If the area of triangle with vertices (-3,0), (3,0) and (0,k) is 9 sq . units then the value of k is

To find the value of \( k \) for the triangle with vertices at \((-3,0)\), \((3,0)\), and \((0,k)\) such that its area is \( 9 \) square units, we can use the formula for the area of a triangle given its vertices.

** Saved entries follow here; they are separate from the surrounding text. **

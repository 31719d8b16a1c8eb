//! Encoding native values into [`TomlValue`] trees.
//!
//! The mirror of [`decode`](crate::decode): converters registered for the
//! native type run first, in registration order, then the type's
//! [`Encode`] impl. TOML has no null, so an absent value (`None`) is dropped
//! from the table or array that contains it.
//!
//! ```rust
//! use toml_codec::{toml, Encoder};
//! use std::collections::BTreeMap;
//!
//! let mut limits = BTreeMap::new();
//! limits.insert("cpu".to_string(), Some(2));
//! limits.insert("memory".to_string(), None);
//!
//! let value = Encoder::new().encode(&limits).unwrap();
//! assert_eq!(value, toml!({"cpu": 2}));
//! ```

use crate::record::{FieldWriter, Record};
use crate::registry::{Conversion, NameMapping, Registry};
use crate::shape::short_type_name;
use crate::{Error, Result, TomlTable, TomlValue};
use chrono::{DateTime, FixedOffset, NaiveDate, NaiveDateTime, NaiveTime};
use indexmap::IndexMap;
use std::any::{Any, TypeId};
use std::collections::{BTreeMap, BTreeSet, HashMap, HashSet, VecDeque};
use std::fmt;
use std::sync::Arc;
use tracing::{debug, trace};

/// A type-erased encode converter.
type EncodeFn = Arc<dyn Fn(&Encoder, &dyn Any) -> Result<Conversion<TomlValue>> + Send + Sync>;

/// A native type that can be encoded into a [`TomlValue`].
pub trait Encode: 'static {
    /// Encodes `self`. `Ok(None)` means the value is absent.
    fn encode(&self, encoder: &Encoder) -> Result<Option<TomlValue>> {
        let _ = encoder;
        Err(Error::encoding(
            format!("value of type `{}`", short_type_name::<Self>()),
            None,
            "no applicable conversion",
        ))
    }
}

/// An immutable encode engine.
#[derive(Clone, Default)]
pub struct Encoder {
    registry: Registry<EncodeFn>,
}

impl fmt::Debug for Encoder {
    fn fmt(&self, f: &mut fmt::Formatter<'_>) -> fmt::Result {
        f.debug_struct("Encoder")
            .field("converters", &self.registry.converter_count())
            .field("mappings", &self.registry.mapping_count())
            .finish()
    }
}

impl Encoder {
    #[must_use]
    pub fn new() -> Self {
        Self::default()
    }

    /// Encodes `value`, which must not be absent.
    ///
    /// # Errors
    ///
    /// Returns [`Error::Encoding`] when nothing can encode the value or when
    /// it is absent.
    pub fn encode<T: Encode>(&self, value: &T) -> Result<TomlValue> {
        self.encode_optional(value)?.ok_or_else(|| {
            Error::encoding(
                format!("absent value of type `{}`", short_type_name::<T>()),
                None,
                "TOML has no null value",
            )
        })
    }

    /// Encodes `value`, returning `None` when it is absent.
    ///
    /// # Errors
    ///
    /// Returns the first error raised by a converter or by the [`Encode`] impl.
    pub fn encode_optional<T: Encode>(&self, value: &T) -> Result<Option<TomlValue>> {
        let converters = self.registry.converters(TypeId::of::<T>());
        for (index, converter) in converters.iter().enumerate() {
            match converter(self, value as &dyn Any)? {
                Conversion::Converted(encoded) => return Ok(Some(encoded)),
                Conversion::Declined => {
                    trace!(source_type = short_type_name::<T>(), index, "converter declined");
                }
            }
        }
        if !converters.is_empty() {
            debug!(
                source_type = short_type_name::<T>(),
                "all converters declined, applying structural rules"
            );
        }
        value.encode(self)
    }

    /// Encodes the record `R` as a table, bypassing converters for `R` itself.
    ///
    /// # Errors
    ///
    /// Returns the first slot error raised while writing.
    pub fn encode_record<R: Record>(&self, record: &R) -> Result<TomlTable> {
        let mut writer = FieldWriter::new(self, self.registry.mapping(TypeId::of::<R>()));
        record.write(&mut writer)?;
        Ok(writer.finish())
    }

    /// Encodes `value` as a document root.
    ///
    /// # Errors
    ///
    /// Returns [`Error::Encoding`] when `value` does not encode to a table.
    pub fn encode_table<T: Encode>(&self, value: &T) -> Result<TomlTable> {
        match self.encode(value)? {
            TomlValue::Table(table) => Ok(table),
            other => Err(Error::encoding(
                other.summary(),
                Some("table"),
                "a document root must be a table",
            )),
        }
    }

    /// Returns a new engine with `converter` tried after the existing ones for `T`.
    #[must_use]
    pub fn with_encoder<T, F>(&self, converter: F) -> Encoder
    where
        T: 'static,
        F: Fn(&Encoder, &T) -> Result<Conversion<TomlValue>> + Send + Sync + 'static,
    {
        self.to_builder().with_encoder(converter).build()
    }

    /// Returns a new engine with a name mapping for `R`.
    ///
    /// # Errors
    ///
    /// Returns [`Error::Config`] for invalid mappings.
    pub fn with_mapping<R: Record>(&self, pairs: &[(&str, &str)]) -> Result<Encoder> {
        Ok(self.to_builder().with_mapping::<R>(pairs)?.build())
    }

    #[must_use]
    pub fn to_builder(&self) -> EncoderBuilder {
        EncoderBuilder {
            registry: self.registry.clone(),
        }
    }
}

/// Accumulates registrations for an [`Encoder`].
///
/// ```rust
/// use toml_codec::{Conversion, EncoderBuilder, TomlValue};
/// use std::time::Duration;
///
/// let encoder = EncoderBuilder::new()
///     .with_encoder::<Duration, _>(|_, d| {
///         Ok(Conversion::Converted(TomlValue::from(format!("{}s", d.as_secs()))))
///     })
///     .build();
/// assert_eq!(encoder.convert(&Duration::from_secs(90)).unwrap(), TomlValue::from("90s"));
/// ```
#[derive(Clone, Default)]
pub struct EncoderBuilder {
    registry: Registry<EncodeFn>,
}

impl fmt::Debug for EncoderBuilder {
    fn fmt(&self, f: &mut fmt::Formatter<'_>) -> fmt::Result {
        f.debug_struct("EncoderBuilder")
            .field("converters", &self.registry.converter_count())
            .field("mappings", &self.registry.mapping_count())
            .finish()
    }
}

impl EncoderBuilder {
    #[must_use]
    pub fn new() -> Self {
        Self::default()
    }

    /// Registers `converter` for `T`, after any converters already registered.
    #[must_use]
    pub fn with_encoder<T, F>(mut self, converter: F) -> Self
    where
        T: 'static,
        F: Fn(&Encoder, &T) -> Result<Conversion<TomlValue>> + Send + Sync + 'static,
    {
        let erased: EncodeFn = Arc::new(move |encoder: &Encoder, value: &dyn Any| {
            match value.downcast_ref::<T>() {
                Some(typed) => converter(encoder, typed),
                None => Ok(Conversion::Declined),
            }
        });
        self.registry.push(TypeId::of::<T>(), erased);
        debug!(
            source_type = std::any::type_name::<T>(),
            "registered encode converter"
        );
        self
    }

    /// Registers `(document name, native name)` pairs for `R`, replacing any
    /// earlier mapping for `R`.
    ///
    /// # Errors
    ///
    /// Returns [`Error::Config`] when a pair names an unknown field or two
    /// fields would write the same document key.
    pub fn with_mapping<R: Record>(mut self, pairs: &[(&str, &str)]) -> Result<Self> {
        let mapping = Arc::new(NameMapping::new::<R>(pairs)?);
        Ok(self.with_shared_mapping::<R>(mapping))
    }

    pub(crate) fn with_shared_mapping<R: Record>(mut self, mapping: Arc<NameMapping>) -> Self {
        self.registry.set_mapping(TypeId::of::<R>(), mapping);
        debug!(record = R::NAME, "registered encode name mapping");
        self
    }

    #[must_use]
    pub fn build(self) -> Encoder {
        Encoder {
            registry: self.registry,
        }
    }
}

impl Encoder {
    /// Encodes a value of a type without an [`Encode`] impl, using only the
    /// converters registered for `T`.
    ///
    /// # Errors
    ///
    /// Returns [`Error::Encoding`] when every converter declines.
    pub fn convert<T: 'static>(&self, value: &T) -> Result<TomlValue> {
        for converter in self.registry.converters(TypeId::of::<T>()) {
            if let Conversion::Converted(encoded) = converter(self, value as &dyn Any)? {
                return Ok(encoded);
            }
        }
        Err(Error::encoding(
            format!("value of type `{}`", short_type_name::<T>()),
            None,
            "no applicable conversion",
        ))
    }
}

impl Encode for bool {
    fn encode(&self, _: &Encoder) -> Result<Option<TomlValue>> {
        Ok(Some(TomlValue::Bool(*self)))
    }
}

macro_rules! encode_integer {
    ($($ty:ty),*) => {$(
        impl Encode for $ty {
            fn encode(&self, _: &Encoder) -> Result<Option<TomlValue>> {
                i64::try_from(*self).map(|i| Some(TomlValue::Integer(i))).map_err(|_| {
                    Error::encoding(self, Some("integer"), "out of range for a 64-bit signed integer")
                })
            }
        }
    )*};
}

encode_integer!(i8, i16, i32, i64, i128, isize, u8, u16, u32, u64, u128, usize);

impl Encode for f64 {
    fn encode(&self, _: &Encoder) -> Result<Option<TomlValue>> {
        Ok(Some(TomlValue::Float(*self)))
    }
}

impl Encode for f32 {
    fn encode(&self, _: &Encoder) -> Result<Option<TomlValue>> {
        Ok(Some(TomlValue::Float(f64::from(*self))))
    }
}

impl Encode for String {
    fn encode(&self, _: &Encoder) -> Result<Option<TomlValue>> {
        Ok(Some(TomlValue::String(self.clone())))
    }
}

impl Encode for &'static str {
    fn encode(&self, _: &Encoder) -> Result<Option<TomlValue>> {
        Ok(Some(TomlValue::String((*self).to_string())))
    }
}

impl Encode for char {
    fn encode(&self, _: &Encoder) -> Result<Option<TomlValue>> {
        Ok(Some(TomlValue::String(self.to_string())))
    }
}

macro_rules! encode_datetime {
    ($($ty:ty => $variant:ident),*) => {$(
        impl Encode for $ty {
            fn encode(&self, _: &Encoder) -> Result<Option<TomlValue>> {
                Ok(Some(TomlValue::$variant(*self)))
            }
        }
    )*};
}

encode_datetime!(
    DateTime<FixedOffset> => OffsetDateTime,
    NaiveDateTime => LocalDateTime,
    NaiveDate => LocalDate,
    NaiveTime => LocalTime
);

impl Encode for TomlValue {
    fn encode(&self, _: &Encoder) -> Result<Option<TomlValue>> {
        Ok(Some(self.clone()))
    }
}

impl Encode for TomlTable {
    fn encode(&self, _: &Encoder) -> Result<Option<TomlValue>> {
        Ok(Some(TomlValue::Table(self.clone())))
    }
}

impl<T: Encode> Encode for Option<T> {
    fn encode(&self, encoder: &Encoder) -> Result<Option<TomlValue>> {
        match self {
            Some(value) => encoder.encode_optional(value),
            None => Ok(None),
        }
    }
}

impl<T: Encode> Encode for Box<T> {
    fn encode(&self, encoder: &Encoder) -> Result<Option<TomlValue>> {
        encoder.encode_optional(&**self)
    }
}

fn encode_elements<'a, T, I>(elements: I, encoder: &Encoder) -> Result<Option<TomlValue>>
where
    T: Encode,
    I: IntoIterator<Item = &'a T>,
{
    let mut array = Vec::new();
    for element in elements {
        if let Some(encoded) = encoder.encode_optional(element)? {
            array.push(encoded);
        }
    }
    Ok(Some(TomlValue::Array(array)))
}

fn encode_entries<'a, V, I>(entries: I, encoder: &Encoder) -> Result<Option<TomlValue>>
where
    V: Encode,
    I: IntoIterator<Item = (&'a String, &'a V)>,
{
    let mut table = TomlTable::new();
    for (key, value) in entries {
        if let Some(encoded) = encoder.encode_optional(value)? {
            table.insert(key.clone(), encoded);
        }
    }
    Ok(Some(TomlValue::Table(table)))
}

impl<T: Encode> Encode for Vec<T> {
    fn encode(&self, encoder: &Encoder) -> Result<Option<TomlValue>> {
        encode_elements(self, encoder)
    }
}

impl<T: Encode> Encode for VecDeque<T> {
    fn encode(&self, encoder: &Encoder) -> Result<Option<TomlValue>> {
        encode_elements(self, encoder)
    }
}

impl<T: Encode> Encode for HashSet<T> {
    fn encode(&self, encoder: &Encoder) -> Result<Option<TomlValue>> {
        encode_elements(self, encoder)
    }
}

impl<T: Encode> Encode for BTreeSet<T> {
    fn encode(&self, encoder: &Encoder) -> Result<Option<TomlValue>> {
        encode_elements(self, encoder)
    }
}

impl<V: Encode> Encode for HashMap<String, V> {
    fn encode(&self, encoder: &Encoder) -> Result<Option<TomlValue>> {
        encode_entries(self, encoder)
    }
}

impl<V: Encode> Encode for BTreeMap<String, V> {
    fn encode(&self, encoder: &Encoder) -> Result<Option<TomlValue>> {
        encode_entries(self, encoder)
    }
}

impl<V: Encode> Encode for IndexMap<String, V> {
    fn encode(&self, encoder: &Encoder) -> Result<Option<TomlValue>> {
        encode_entries(self, encoder)
    }
}
//! # toml_codec
//!
//! A TOML front end with an extensible, type-directed codec between
//! documents and native Rust values.
//!
//! ## What it does
//!
//! Text is parsed into a [`TomlTable`] tree: dotted keys, `[table]` headers
//! and `[[array-of-tables]]` headers are folded into one root table with
//! TOML's conflict rules. That tree is then decoded into native types, or
//! native values are encoded back into a tree, by a [`Decoder`] or
//! [`Encoder`] whose behavior is extended through registrations:
//!
//! - **Converters**: ordered per-type functions that either convert a value
//!   or decline so the next converter (and finally the structural rule) runs
//! - **Name mappings**: document keys that differ from native field names
//! - **Default instances**: a prototype record whose fields fill in slots
//!   missing from a document
//!
//! A [`Codec`] pairs the two engines so one mapping registration covers
//! both directions.
//!
//! ## Key Features
//!
//! - **TOML 1.0 parser**: single pass, line/column error reporting
//! - **No reflection required**: records and enums opt in with
//!   [`toml_record!`] and [`toml_enum!`], or by implementing [`Record`]
//! - **Immutable engines**: every registration yields a new engine; built
//!   engines are `Send + Sync` and cheap to clone
//! - **Traversal**: [`get`] addresses values by key path and fans out across
//!   arrays of tables
//!
//! ## Quick Start
//!
//! ```toml
//! [dependencies]
//! toml_codec = "0.1"
//! ```
//!
//! ### Decoding a document
//!
//! ```rust
//! use toml_codec::{decode_str, toml_record};
//!
//! toml_record! {
//!     #[derive(Debug, Clone, PartialEq)]
//!     pub struct Database {
//!         pub url: String,
//!         pub pool_size: u32 = 10,
//!         pub replicas: Vec<String>,
//!     }
//! }
//!
//! toml_record! {
//!     #[derive(Debug, PartialEq)]
//!     pub struct Config {
//!         pub name: String,
//!         pub database: Database,
//!     }
//! }
//!
//! let config: Config = decode_str(r#"
//! name = "orders"
//!
//! [database]
//! url = "postgres://localhost/orders"
//! replicas = ["r1", "r2"]
//! "#).unwrap();
//!
//! assert_eq!(config.database.pool_size, 10);
//! assert_eq!(config.database.replicas, vec!["r1", "r2"]);
//! ```
//!
//! ### Custom converters and key paths
//!
//! ```rust
//! use toml_codec::{from_str, Conversion, DecoderBuilder};
//! use std::time::Duration;
//!
//! let decoder = DecoderBuilder::new()
//!     .with_decoder::<Duration, _>(|_, _, value| {
//!         Ok(value
//!             .as_integer()
//!             .and_then(|ms| u64::try_from(ms).ok())
//!             .map(Duration::from_millis)
//!             .into())
//!     })
//!     .build();
//!
//! let root = from_str("[[jobs]]\ntimeout = 500\n[[jobs]]\ntimeout = 1500").unwrap();
//! let timeouts: Option<Vec<i64>> = decoder.get(&root, &["jobs", "timeout"]).unwrap();
//! assert_eq!(timeouts, Some(vec![500, 1500]));
//!
//! let first = root.get("jobs").unwrap().as_array().unwrap()[0].as_table().unwrap();
//! let timeout: Duration = decoder
//!     .convert(&toml_codec::Shape::opaque::<Duration>(), first.get("timeout").unwrap())
//!     .unwrap();
//! assert_eq!(timeout, Duration::from_millis(500));
//! ```
//!
//! ### Dynamic values with the toml! macro
//!
//! ```rust
//! use toml_codec::{toml, TomlValue};
//!
//! let value = toml!({
//!     "name": "Alice",
//!     "tags": ["rust", "toml"]
//! });
//!
//! if let TomlValue::Table(table) = value {
//!     assert_eq!(table.get("name").and_then(|v| v.as_str()), Some("Alice"));
//! }
//! ```
//!
//! ## Performance Characteristics
//!
//! - **Parsing**: O(n) single pass over the input
//! - **Tree building**: each event walks only its own key path
//! - **Registrations**: copy-on-extend, so engines share their tables
//!
//! ## Safety Guarantees
//!
//! - No `unsafe` code blocks
//! - Nesting of inline values is bounded ([`ParseOptions::max_depth`])
//! - No panics in public API (except for logic errors that indicate bugs)
//!
//! ## Examples
//!
//! See the `demos/` directory:
//!
//! - **`simple.rs`** - Parse a document and decode it into records
//! - **`custom_decoders.rs`** - Converters, decline chaining, mappings and defaults
//! - **`traversal.rs`** - Key-path lookups across arrays of tables
//! - **`dynamic_values.rs`** - Working with `TomlValue` trees and merge
//!
//! Run any example with: `cargo run --example <name>`

pub mod builder;
pub mod codec;
pub mod decode;
pub mod encode;
pub mod error;
pub mod event;
pub mod macros;
pub mod map;
pub mod options;
pub mod parser;
pub mod record;
pub mod registry;
pub mod shape;
pub mod traverse;
pub mod value;

pub use builder::TreeBuilder;
pub use codec::{Codec, CodecBuilder};
pub use decode::{Decode, Decoder, DecoderBuilder};
pub use encode::{Encode, Encoder, EncoderBuilder};
pub use error::{Error, Result};
pub use event::{Event, KeyPath, Position};
pub use map::TomlTable;
pub use options::{ParseOptions, DEFAULT_MAX_DEPTH};
pub use parser::Parser;
pub use record::{
    decode_constant, encode_constant, Constants, FieldReader, FieldWriter, Record,
};
pub use registry::{Conversion, NameMapping};
pub use shape::Shape;
pub use traverse::{project, TraversalMode};
pub use value::{merge, TomlValue};

use std::io;

/// Parses TOML text into its root table.
///
/// # Examples
///
/// ```rust
/// use toml_codec::from_str;
///
/// let root = from_str("a.b = 1\na.c = 2").unwrap();
/// let a = root.get("a").and_then(|a| a.as_table()).unwrap();
/// assert_eq!(a.len(), 2);
/// ```
///
/// # Errors
///
/// Returns [`Error::Syntax`] for malformed text and [`Error::Build`] for
/// conflicting definitions. Error messages include line and column information.
#[must_use = "this returns the result of the operation, errors must be handled"]
pub fn from_str(s: &str) -> Result<TomlTable> {
    from_str_with_options(s, ParseOptions::default())
}

/// Parses TOML text with custom [`ParseOptions`].
///
/// # Errors
///
/// Same as [`from_str`].
#[must_use = "this returns the result of the operation, errors must be handled"]
pub fn from_str_with_options(s: &str, options: ParseOptions) -> Result<TomlTable> {
    let mut parser = Parser::with_options(s, options);
    let mut builder = TreeBuilder::new();
    while let Some(event) = parser.next_event()? {
        builder.push(event)?;
    }
    Ok(builder.finish())
}

/// Parses TOML from an I/O stream.
///
/// # Examples
///
/// ```rust
/// use toml_codec::from_reader;
/// use std::io::Cursor;
///
/// let root = from_reader(Cursor::new(b"x = 1\ny = 2")).unwrap();
/// assert_eq!(root.len(), 2);
/// ```
///
/// # Errors
///
/// Returns [`Error::Io`] if reading fails, otherwise the same as [`from_str`].
#[must_use = "this returns the result of the operation, errors must be handled"]
pub fn from_reader<R>(mut reader: R) -> Result<TomlTable>
where
    R: io::Read,
{
    let mut string = String::new();
    reader
        .read_to_string(&mut string)
        .map_err(|e| Error::io(&e.to_string()))?;
    from_str(&string)
}

/// Parses TOML from UTF-8 bytes.
///
/// # Errors
///
/// Returns [`Error::Io`] if the bytes are not valid UTF-8, otherwise the
/// same as [`from_str`].
#[must_use = "this returns the result of the operation, errors must be handled"]
pub fn from_slice(v: &[u8]) -> Result<TomlTable> {
    let s = std::str::from_utf8(v).map_err(|e| Error::io(&e.to_string()))?;
    from_str(s)
}

/// Folds syntax events produced by any grammar into a root table.
///
/// # Errors
///
/// Returns [`Error::Build`] for conflicting definitions.
#[must_use = "this returns the result of the operation, errors must be handled"]
pub fn from_events<I>(events: I) -> Result<TomlTable>
where
    I: IntoIterator<Item = Event>,
{
    TreeBuilder::build(events)
}

/// Parses TOML text and decodes the root table into `T` with a plain [`Decoder`].
///
/// # Examples
///
/// ```rust
/// use toml_codec::decode_str;
/// use std::collections::BTreeMap;
///
/// let ports: BTreeMap<String, u16> = decode_str("http = 80\nhttps = 443").unwrap();
/// assert_eq!(ports["https"], 443);
/// ```
///
/// # Errors
///
/// Returns parse errors as [`from_str`] does, then decoding errors.
#[must_use = "this returns the result of the operation, errors must be handled"]
pub fn decode_str<T: Decode>(s: &str) -> Result<T> {
    let root = from_str(s)?;
    decode(&TomlValue::Table(root))
}

/// Decodes `value` into `T` with a plain [`Decoder`].
///
/// # Errors
///
/// Returns [`Error::Decoding`] or [`Error::MissingField`] when `value` does
/// not fit `T`.
#[must_use = "this returns the result of the operation, errors must be handled"]
pub fn decode<T: Decode>(value: &TomlValue) -> Result<T> {
    Decoder::default().decode(value)
}

/// Encodes `value` with a plain [`Encoder`].
///
/// # Examples
///
/// ```rust
/// use toml_codec::{encode, toml};
///
/// assert_eq!(encode(&vec![Some(1), None]).unwrap(), toml!([1]));
/// ```
///
/// # Errors
///
/// Returns [`Error::Encoding`] when nothing can encode `value`.
#[must_use = "this returns the result of the operation, errors must be handled"]
pub fn encode<T: Encode>(value: &T) -> Result<TomlValue> {
    Encoder::default().encode(value)
}

/// Decodes the value at `path` with a plain [`Decoder`], flattening fan-outs.
///
/// # Examples
///
/// ```rust
/// use toml_codec::{from_str, get};
///
/// let root = from_str("[a]\nb = 1").unwrap();
/// assert_eq!(get::<i64>(&root, &["a", "b"]).unwrap(), Some(1));
/// assert_eq!(get::<i64>(&root, &["a", "missing"]).unwrap(), None);
/// ```
///
/// # Errors
///
/// Returns a decoding error when the addressed value does not fit `T`.
#[must_use = "this returns the result of the operation, errors must be handled"]
pub fn get<T: Decode>(root: &TomlTable, path: &[&str]) -> Result<Option<T>> {
    Decoder::default().get(root, path)
}

/// Decodes the value at `path` with a plain [`Decoder`], grouping fan-outs.
///
/// # Errors
///
/// Returns a decoding error when the addressed value does not fit `T`.
#[must_use = "this returns the result of the operation, errors must be handled"]
pub fn get_grouped<T: Decode>(root: &TomlTable, path: &[&str]) -> Result<Option<T>> {
    Decoder::default().get_grouped(root, path)
}

#[cfg(test)]
mod tests {
    use super::*;
    use crate::{toml, toml_record};

    toml_record! {
        #[derive(Debug, Clone, PartialEq)]
        struct Point {
            x: i64,
            y: i64,
        }
    }

    #[test]
    fn test_from_str_builds_nested_tables() {
        let root = from_str("[a.b]\nc = 1\n[a]\nd = 2").unwrap();
        assert_eq!(
            TomlValue::Table(root),
            toml!({"a": {"b": {"c": 1}, "d": 2}})
        );
    }

    #[test]
    fn test_decode_str_record() {
        let point: Point = decode_str("x = 1\ny = 2").unwrap();
        assert_eq!(point, Point { x: 1, y: 2 });
    }

    #[test]
    fn test_round_trip() {
        let point = Point { x: -3, y: 4 };
        let encoded = encode(&point).unwrap();
        assert_eq!(decode::<Point>(&encoded).unwrap(), point);
    }

    #[test]
    fn test_get_type_mismatch_is_an_error() {
        let root = from_str("[a]\nb = 1").unwrap();
        assert!(get::<String>(&root, &["a"]).is_err());
        assert!(get::<TomlTable>(&root, &["a"]).unwrap().is_some());
    }

    #[test]
    fn test_get_grouped_keeps_nesting() {
        let root = from_str("[[g]]\n[[g.m]]\nn = 1\n[[g.m]]\nn = 2\n[[g]]\n[[g.m]]\nn = 3").unwrap();
        assert_eq!(
            get::<Vec<i64>>(&root, &["g", "m", "n"]).unwrap(),
            Some(vec![1, 2, 3])
        );
        assert_eq!(
            get_grouped::<Vec<Vec<i64>>>(&root, &["g", "m", "n"]).unwrap(),
            Some(vec![vec![1, 2], vec![3]])
        );
    }

    #[test]
    fn test_from_slice_rejects_invalid_utf8() {
        assert!(matches!(from_slice(&[0xff, 0xfe]), Err(Error::Io(_))));
    }

    #[test]
    fn test_syntax_error_position() {
        let err = from_str("a = 1\nb = \"open").unwrap_err();
        assert!(matches!(err, Error::Syntax { line: 2, .. }));
    }
}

The area \( A \) of a triangle with vertices \((x_1, y_1)\), \((x_2, y_2)\), and \((x_3, y_3)\) is given by: \[ A = \frac{1}{2} \left| x_1(y_2 - y_3) + x_2(y_3 - y_1) + x_3(y_1 - y_2) \right| \] ### Step 1: Assign the vertices Let: - \( (x_1, y_1) = (-3, 0) \) - \( (x_2, y_2) = (3, 0) \) - \( (x_3, y_3) = (0, k) \) ### Step 2: Substitute the coordinates into the area formula Substituting the coordinates into the area formula, we have: \[ A = \frac{1}{2} \left| -3(0 - k) + 3(k - 0) + 0(0 - 0) \right| \] ### Step 3: Simplify the expression Now simplify the expression: \[ A = \frac{1}{2} \left| -3(-k) + 3k \right| \] \[ = \frac{1}{2} \left| 3k + 3k \right| \] \[ = \frac{1}{2} \left| 6k \right| \] \[ = 3|k| \] ### Step 4: Set the area equal to 9 We know the area is \( 9 \) square units, so we set up the equation: \[ 3|k| = 9 \] ### Step 5: Solve for \( |k| \) Dividing both sides by \( 3 \): \[ |k| = 3 \] ### Step 6: Determine the values of \( k \) This gives us two possible solutions for \( k \): \[ k = 3 \quad \text{or} \quad k = -3 \] ### Conclusion Thus, the values of \( k \) that satisfy the condition are \( k = 3 \) or \( k = -3 \).